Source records
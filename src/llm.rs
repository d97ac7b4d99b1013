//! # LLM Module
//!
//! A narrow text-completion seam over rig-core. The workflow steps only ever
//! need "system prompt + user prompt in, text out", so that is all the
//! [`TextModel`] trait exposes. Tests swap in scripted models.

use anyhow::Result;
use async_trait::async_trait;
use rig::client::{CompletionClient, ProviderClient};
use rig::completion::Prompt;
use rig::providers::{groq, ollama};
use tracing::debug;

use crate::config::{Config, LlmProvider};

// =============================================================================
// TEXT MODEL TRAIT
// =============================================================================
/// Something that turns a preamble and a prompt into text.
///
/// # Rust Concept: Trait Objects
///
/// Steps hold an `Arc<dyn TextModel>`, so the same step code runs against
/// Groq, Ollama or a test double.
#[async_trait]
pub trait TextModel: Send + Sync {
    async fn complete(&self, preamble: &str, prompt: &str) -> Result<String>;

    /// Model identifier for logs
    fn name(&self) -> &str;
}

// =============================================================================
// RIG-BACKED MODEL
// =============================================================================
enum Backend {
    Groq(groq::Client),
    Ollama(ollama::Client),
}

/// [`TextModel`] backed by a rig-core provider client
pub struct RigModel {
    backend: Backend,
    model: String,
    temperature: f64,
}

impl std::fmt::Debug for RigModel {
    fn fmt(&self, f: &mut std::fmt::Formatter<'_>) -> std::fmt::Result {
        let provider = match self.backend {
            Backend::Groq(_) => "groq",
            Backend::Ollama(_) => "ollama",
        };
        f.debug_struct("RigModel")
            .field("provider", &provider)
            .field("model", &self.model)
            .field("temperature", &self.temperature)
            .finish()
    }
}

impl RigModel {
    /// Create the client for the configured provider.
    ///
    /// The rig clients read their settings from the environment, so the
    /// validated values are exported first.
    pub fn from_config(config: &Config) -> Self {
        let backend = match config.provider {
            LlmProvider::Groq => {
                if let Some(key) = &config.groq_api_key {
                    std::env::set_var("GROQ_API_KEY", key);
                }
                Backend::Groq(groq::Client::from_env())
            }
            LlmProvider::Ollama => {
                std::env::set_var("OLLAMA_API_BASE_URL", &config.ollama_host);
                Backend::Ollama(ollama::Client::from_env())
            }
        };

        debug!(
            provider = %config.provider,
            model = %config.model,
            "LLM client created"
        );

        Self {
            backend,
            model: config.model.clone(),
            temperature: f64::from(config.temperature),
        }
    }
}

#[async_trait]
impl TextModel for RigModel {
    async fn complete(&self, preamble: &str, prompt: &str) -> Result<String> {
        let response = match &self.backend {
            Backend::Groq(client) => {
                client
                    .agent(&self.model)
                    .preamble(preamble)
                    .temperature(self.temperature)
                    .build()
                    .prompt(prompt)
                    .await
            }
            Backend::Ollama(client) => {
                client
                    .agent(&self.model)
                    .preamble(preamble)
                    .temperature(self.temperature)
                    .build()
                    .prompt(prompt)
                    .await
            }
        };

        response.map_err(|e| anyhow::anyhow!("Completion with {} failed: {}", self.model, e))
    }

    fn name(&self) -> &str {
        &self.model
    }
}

--- Activity ---
Using the data above, report how many lines include the string "response" and add nothing to the number.

--- Exercise output ---
2